Greetings, in my last post, I described two steps we can take to improve our communication effectiveness with people who have a disability: (1) work to dispel the “myths” that many of us have about persons with disabilities; and (2) when interacting with persons with disabilities, the most important thing to do is to be yourself. Here are 3 additional actions that will improve your communication effectiveness:
1. Never treat a person with a disability like a child or a “cripple”. Don’t hover over them as if you are waiting for something to happen (e.g., for the person to fall). Most people will find this very annoying, and it is usually unnecessary. While this sounds obvious, many of us unconsciously behave in a patronizing manner out of a sincere desire to be helpful and supportive.
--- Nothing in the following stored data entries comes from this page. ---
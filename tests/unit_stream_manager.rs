use async_trait::async_trait;
use serde_json::json;
use std::collections::VecDeque;
use std::sync::atomic::{AtomicU32, AtomicUsize, Ordering};
use std::sync::{Arc, Mutex};
use std::time::Duration;
use tokio::sync::mpsc;
use tutorlink_config::ReconnectConfig;
use tutorlink_realtime::stream::{
    ConnectError, ConnectionState, Connector, StreamError, StreamManager, StreamMessage,
    StreamOptions, Transport, TransportEvent,
};
use url::Url;

#[derive(Clone, Copy)]
enum Step {
    Handshake,
    Construction,
    Open,
}

/// Server side of one scripted connection.
#[derive(Clone)]
struct ServerEnd {
    events: mpsc::UnboundedSender<TransportEvent>,
    sent: Arc<Mutex<Vec<String>>>,
    closed_with: Arc<Mutex<Option<u16>>>,
}

impl ServerEnd {
    fn push_text(&self, value: serde_json::Value) {
        let _ = self.events.send(TransportEvent::Text(value.to_string()));
    }

    fn push(&self, event: TransportEvent) {
        let _ = self.events.send(event);
    }

    fn sent(&self) -> Vec<String> {
        self.sent.lock().unwrap().clone()
    }

    fn closed_with(&self) -> Option<u16> {
        *self.closed_with.lock().unwrap()
    }
}

struct ScriptedTransport {
    events: mpsc::UnboundedReceiver<TransportEvent>,
    sent: Arc<Mutex<Vec<String>>>,
    closed_with: Arc<Mutex<Option<u16>>>,
}

#[async_trait]
impl Transport for ScriptedTransport {
    async fn send(&mut self, text: String) -> Result<(), StreamError> {
        self.sent.lock().unwrap().push(text);
        Ok(())
    }

    async fn recv(&mut self) -> TransportEvent {
        self.events
            .recv()
            .await
            .unwrap_or(TransportEvent::Closed { code: 1006 })
    }

    async fn close(&mut self, code: u16) {
        *self.closed_with.lock().unwrap() = Some(code);
    }
}

/// Plays back a script of connection outcomes, then keeps opening.
#[derive(Default)]
struct ScriptedConnector {
    script: Mutex<VecDeque<Step>>,
    servers: Mutex<Vec<ServerEnd>>,
    attempts: AtomicU32,
}

impl ScriptedConnector {
    fn new(steps: &[Step]) -> Arc<Self> {
        Arc::new(Self {
            script: Mutex::new(steps.iter().copied().collect()),
            ..Default::default()
        })
    }

    fn always_failing() -> Arc<Self> {
        Self::new(&[Step::Handshake; 64])
    }

    fn attempts(&self) -> u32 {
        self.attempts.load(Ordering::SeqCst)
    }

    fn server(&self, index: usize) -> ServerEnd {
        self.servers.lock().unwrap()[index].clone()
    }

    fn connections(&self) -> usize {
        self.servers.lock().unwrap().len()
    }
}
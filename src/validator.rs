use std::collections::BTreeMap;

use validator::{Validate, ValidationError, ValidationErrors};

use tutorlink_core::ApiError;

/// Joins every field error into one sentence, fields in alphabetical order.
pub fn format_errors(errors: &ValidationErrors) -> String {
    let sorted: BTreeMap<_, _> = errors.field_errors().into_iter().collect();
    sorted
        .iter()
        .flat_map(|(field, errors)| {
            errors.iter().filter_map(move |error| {
                error
                    .message
                    .as_ref()
                    .map(|msg| msg.to_string())
                    .or_else(|| Some(format!("{} is invalid", field)))
            })
        })
        .collect::<Vec<_>>()
        .join(", ")
}

/// Validates a DTO before it is sent, so invalid input never reaches the
/// backend.
pub fn validated<T: Validate>(dto: &T) -> Result<(), ApiError> {
    dto.validate().map_err(ApiError::from)
}

/// Keeps only the errors reported for `fields`.
pub fn errors_for(errors: &ValidationErrors, fields: &[&'static str]) -> ValidationErrors {
    let all = errors.field_errors();
    let mut kept = ValidationErrors::new();
    for field in fields {
        if let Some(list) = all.get(*field) {
            for error in list.iter() {
                kept.add(*field, error.clone());
            }
        }
    }
    kept
}

/// A `required` error with a readable message.
pub fn required(field: &str) -> ValidationError {
    ValidationError::new("required").with_message(format!("{field} is required").into())
}

#[cfg(test)]
mod tests {
    use super::*;

    #[derive(Validate)]
    struct Form {
        #[validate(length(min = 1, message = "Name is required"))]
        name: String,
        #[validate(email)]
        email: String,
    }

    #[test]
    fn test_format_errors_uses_messages_and_fallbacks() {
        let form = Form {
            name: String::new(),
            email: "nope".to_string(),
        };
        let errors = form.validate().unwrap_err();
        assert_eq!(format_errors(&errors), "email is invalid, Name is required");
    }

    #[test]
    fn test_errors_for_filters_fields() {
        let form = Form {
            name: String::new(),
            email: "nope".to_string(),
        };
        let errors = form.validate().unwrap_err();
        let kept = errors_for(&errors, &["name"]);
        assert!(kept.field_errors().contains_key("name"));
        assert!(!kept.field_errors().contains_key("email"));
        assert!(errors_for(&errors, &["missing"]).is_empty());
    }

    #[test]
    fn test_validated_maps_to_api_error() {
        let form = Form {
            name: "Ada".to_string(),
            email: "bad".to_string(),
        };
        let error = validated(&form).unwrap_err();
        assert_eq!(
            error.user_message(),
            "Please check the following fields: email"
        );
    }
}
While our intentions may be honorable, we must be aware of how our behaviors may be perceived by a person with a disability.
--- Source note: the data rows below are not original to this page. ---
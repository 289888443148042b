use tracing::instrument;
use validator::{Validate, ValidationError, ValidationErrors};

use tutorlink_core::{ApiError, PageQuery, Paginated};
use tutorlink_models::InvitationId;
use tutorlink_models::invitations::{
    AcceptInvitationDto, AcceptInvitationResponse, CreateInvitationDto, Invitation,
    InvitationFilterParams,
};
use tutorlink_models::teachers::validate_subjects;

use crate::api::ApiClient;
use crate::audit_event;
use crate::modules::auth::AuthService;
use crate::validator::validated;

pub const INVITATIONS_PATH: &str = "/accounts/teacher-invitations/";

fn token_path(token: &str, action: Option<&str>) -> Result<String, ApiError> {
    let token = token.trim();
    if token.is_empty() || token.contains('/') {
        return Err(ApiError::invalid_state(
            "This invitation link is incomplete. Please open the link from your email again.",
        ));
    }
    Ok(match action {
        Some(action) => format!("{INVITATIONS_PATH}{token}/{action}/"),
        None => format!("{INVITATIONS_PATH}{token}/"),
    })
}

/// Field rules plus the checks that span fields: matching passwords and a
/// clean subject list.
pub fn validate_acceptance(dto: &AcceptInvitationDto) -> Result<(), ValidationErrors> {
    let mut errors = match dto.validate() {
        Ok(()) => ValidationErrors::new(),
        Err(errors) => errors,
    };

    if dto.password != dto.password_confirm {
        errors.add(
            "password_confirm",
            ValidationError::new("mismatch").with_message("Passwords do not match".into()),
        );
    }
    if let Err(e) = validate_subjects(&dto.subjects) {
        errors.add("subjects", e);
    }

    if errors.is_empty() { Ok(()) } else { Err(errors) }
}

pub struct InvitationService;

impl InvitationService {
    #[instrument(skip(api))]
    pub async fn list(
        api: &ApiClient,
        filters: &InvitationFilterParams,
        page: PageQuery,
    ) -> Result<Paginated<Invitation>, ApiError> {
        api.get_page(INVITATIONS_PATH, filters, page).await
    }

    #[instrument(skip(api, dto), fields(invitee.email = %dto.email))]
    pub async fn create(api: &ApiClient, dto: CreateInvitationDto) -> Result<Invitation, ApiError> {
        validated(&dto)?;
        let invitation: Invitation = api.post(INVITATIONS_PATH, &dto).await?;
        audit_event!("create", "invitation", invitation.id = %invitation.id);
        Ok(invitation)
    }

    #[instrument(skip(api, token))]
    pub async fn get_by_token(api: &ApiClient, token: &str) -> Result<Invitation, ApiError> {
        api.get(&token_path(token, None)?).await
    }

    /// Accepts the invitation and signs the new teacher in.
    #[instrument(skip(api, token, dto))]
    pub async fn accept(
        api: &ApiClient,
        token: &str,
        dto: &AcceptInvitationDto,
    ) -> Result<AcceptInvitationResponse, ApiError> {
        validate_acceptance(dto)?;
        let path = token_path(token, Some("accept"))?;

        let response: AcceptInvitationResponse = api.post(&path, dto).await?;
        AuthService::persist_token(api, &response.token).await?;

        audit_event!("accept", "invitation");
        Ok(response)
    }

    #[instrument(skip(api, token))]
    pub async fn decline(api: &ApiClient, token: &str) -> Result<(), ApiError> {
        let path = token_path(token, Some("decline"))?;
        api.post_action(&path, &serde_json::json!({})).await?;
        audit_event!("decline", "invitation");
        Ok(())
    }

    #[instrument(skip(api))]
    pub async fn resend(api: &ApiClient, id: InvitationId) -> Result<Invitation, ApiError> {
        let invitation: Invitation = api
            .post(&format!("{INVITATIONS_PATH}{id}/resend/"), &serde_json::json!({}))
            .await?;
        audit_event!("resend", "invitation", invitation.id = %id);
        Ok(invitation)
    }

    #[instrument(skip(api))]
    pub async fn revoke(api: &ApiClient, id: InvitationId) -> Result<Invitation, ApiError> {
        let invitation: Invitation = api
            .post(&format!("{INVITATIONS_PATH}{id}/revoke/"), &serde_json::json!({}))
            .await?;
        audit_event!("revoke", "invitation", invitation.id = %id);
        Ok(invitation)
    }
}

#[cfg(test)]
mod tests {
    use super::*;

    fn dto() -> AcceptInvitationDto {
        AcceptInvitationDto {
            password: "correct horse".to_string(),
            password_confirm: "correct horse".to_string(),
            first_name: "Ada".to_string(),
            last_name: "Lovelace".to_string(),
            phone_number: None,
            subjects: vec!["Mathematics".to_string()],
            hourly_rate: Some(40.0),
            bio: None,
        }
    }

    #[test]
    fn test_token_path() {
        assert_eq!(
            token_path(" abc123 ", Some("accept")).unwrap(),
            "/accounts/teacher-invitations/abc123/accept/"
        );
        assert!(token_path("", None).is_err());
        assert!(token_path("a/b", None).is_err());
    }

    #[test]
    fn test_validate_acceptance_accepts_complete_dto() {
        assert!(validate_acceptance(&dto()).is_ok());
    }

    #[test]
    fn test_validate_acceptance_password_mismatch() {
        let mut dto = dto();
        dto.password_confirm = "something else".to_string();
        let errors = validate_acceptance(&dto).unwrap_err();
        assert_eq!(errors.field_errors().len(), 1);
        assert!(errors.field_errors().contains_key("password_confirm"));
    }

    #[test]
    fn test_validate_acceptance_duplicate_subjects() {
        let mut dto = dto();
        dto.subjects = vec!["Physics".to_string(), "physics".to_string()];
        let errors = validate_acceptance(&dto).unwrap_err();
        assert!(errors.field_errors().contains_key("subjects"));
    }
}
use tracing_subscriber::{EnvFilter, Layer, fmt, layer::SubscriberExt, util::SubscriberInitExt};

/// Default log level: `debug` when `debug` is set, else `LOG_LEVEL` or `info`.
pub(crate) fn default_level(debug: bool) -> String {
    if debug {
        return "debug".to_string();
    }
    std::env::var("LOG_LEVEL").unwrap_or_else(|_| "info".to_string())
}

/// Filter directives with noisy dependencies held at warn.
pub(crate) fn filter_directives(level: &str) -> String {
    format!(
        "tutorlink={level},tutorlink_realtime={level},tutorlink_auth={level},\
         reqwest=warn,hyper=warn,hyper_util=warn,tungstenite=warn,tokio_tungstenite=warn"
    )
}

/// `RUST_LOG` wins when set; otherwise the computed directives.
pub(crate) fn env_filter(debug: bool) -> EnvFilter {
    EnvFilter::try_from_default_env()
        .unwrap_or_else(|_| EnvFilter::new(filter_directives(&default_level(debug))))
}

/// Initialize console-only logging.
///
/// Used when the `observability` feature is compiled out or disabled at
/// runtime with `OBSERVABILITY_ENABLED=false`.
///
/// # Configuration
///
/// - **Log Level**: `RUST_LOG`, else `LOG_LEVEL` (default: "info"), forced to
///   "debug" when `debug` is true
/// - **Format**: Compact with module targets and ANSI colors
pub fn init_basic_console_logging(debug: bool) {
    let console_layer = fmt::layer()
        .compact()
        .with_target(true)
        .with_thread_ids(false)
        .with_thread_names(false)
        .with_file(debug)
        .with_line_number(debug)
        .with_writer(std::io::stderr)
        .with_filter(env_filter(debug));

    // A second init (tests, embedding apps) keeps the existing subscriber.
    let _ = tracing_subscriber::registry().with(console_layer).try_init();
}
use std::time::Duration;

use anyhow::Context;
use chrono::Utc;
use clap::{Parser, Subcommand, ValueEnum};
use dialoguer::{Confirm, Input, Password};
use dotenvy::dotenv;

use tutorlink::modules::auth::AuthService;
use tutorlink::modules::dashboard::DashboardState;
use tutorlink::modules::invitations::{
    InvitationService, InvitationStep, InvitationWizard, ProfileFields,
};
use tutorlink::modules::notifications::{NotificationService, NotificationsState, UnreadCounter};
use tutorlink::modules::payments::monitor::{PAYMENTS_STREAM, TRANSACTIONS_STREAM, WEBHOOKS_STREAM};
use tutorlink::modules::payments::{ApprovalInbox, PaymentMonitor};
use tutorlink::modules::receipts::ReceiptService;
use tutorlink::modules::scheduler::SchedulerService;
use tutorlink::modules::students::StudentService;
use tutorlink::modules::tasks::TaskService;
use tutorlink::modules::teachers::TeacherService;
use tutorlink::utils::wizard::WizardStep;
use tutorlink::{ApiClient, PageQuery, TokenStore};
use tutorlink_config::{ApiConfig, PollConfig, RealtimeConfig, StorageConfig};
use tutorlink_models::ParentId;
use tutorlink_models::analytics::AnalyticsPeriod;
use tutorlink_models::auth::LoginRequest;
use tutorlink_models::invitations::InvitationFilterParams;
use tutorlink_models::notifications::NotificationFilterParams;
use tutorlink_models::receipts::ReceiptFilterParams;
use tutorlink_models::scheduler::ClassFilterParams;
use tutorlink_models::students::StudentFilterParams;
use tutorlink_models::tasks::TaskFilterParams;
use tutorlink_models::teachers::TeacherFilterParams;
use tutorlink_realtime::ConnectionState;

#[derive(Parser)]
#[command(name = "tutorlink")]
#[command(about = "TutorLink CLI - Command-line client for the TutorLink backend", long_about = None)]
struct Cli {
    /// Rows per page for list commands
    #[arg(long, global = true, default_value = "20")]
    page_size: u32,

    #[command(subcommand)]
    command: Commands,
}

#[derive(Subcommand)]
enum Commands {
    /// Sign in and store the session token
    Login {
        #[arg(short = 'e', long)]
        email: Option<String>,

        /// Password (will be prompted securely if not provided)
        #[arg(short = 'p', long)]
        password: Option<String>,
    },
    /// Sign out and forget the stored token
    Logout,
    /// Show the signed-in account
    Whoami,
    /// List tasks
    Tasks,
    /// List notifications
    Notifications {
        /// Only unread notifications
        #[arg(short = 'u', long)]
        unread: bool,
    },
    /// Mark every unread notification on the first page as read
    MarkAllRead,
    /// List students
    Students {
        #[arg(short = 's', long)]
        search: Option<String>,
    },
    /// List teachers
    Teachers {
        #[arg(short = 's', long)]
        search: Option<String>,

        #[arg(long)]
        subject: Option<String>,
    },
    /// List receipts
    Receipts,
    /// List teacher invitations
    Invitations,
    /// List scheduled classes
    Classes,
    /// Show the dashboard summary, upcoming classes and unread count
    Dashboard {
        #[arg(long, value_enum, default_value = "month")]
        period: Period,
    },
    /// Follow a live event stream until Ctrl-C
    Watch {
        #[arg(value_enum)]
        stream: StreamKind,

        /// Parent whose approvals to follow (required for `approvals`)
        #[arg(long)]
        parent_id: Option<i64>,
    },
    /// Poll the unread notification count until Ctrl-C
    Unread {
        /// Seconds between polls (defaults to POLL_INTERVAL_SECS)
        #[arg(short = 'i', long)]
        interval: Option<u64>,
    },
    /// Accept a teacher invitation interactively
    AcceptInvitation {
        /// Invitation token from the email link
        token: String,
    },
}

#[derive(Clone, Copy, ValueEnum)]
enum Period {
    Week,
    Month,
    Quarter,
    Year,
}

impl From<Period> for AnalyticsPeriod {
    fn from(period: Period) -> Self {
        match period {
            Period::Week => Self::Week,
            Period::Month => Self::Month,
            Period::Quarter => Self::Quarter,
            Period::Year => Self::Year,
        }
    }
}

#[derive(Clone, Copy, ValueEnum)]
enum StreamKind {
    Payments,
    Transactions,
    Webhooks,
    Approvals,
}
2. When it appears that a physically challenged person needs help, offer your assistance but don’t insist. Simply ask, “How can I help?” The person will appreciate your willingness to assist, but allow him or her to make independent decisions. If the person requests your assistance, do what you can to help.
3. If a person with a physical disability does fall, don’t panic. Wait for a cue from the person (unless he/she is seriously injured, in which case you must act). He or she will often be capable of getting up without assistance and may prefer to do so. Once again, let the person make an independent decision about how (if at all) you may assist.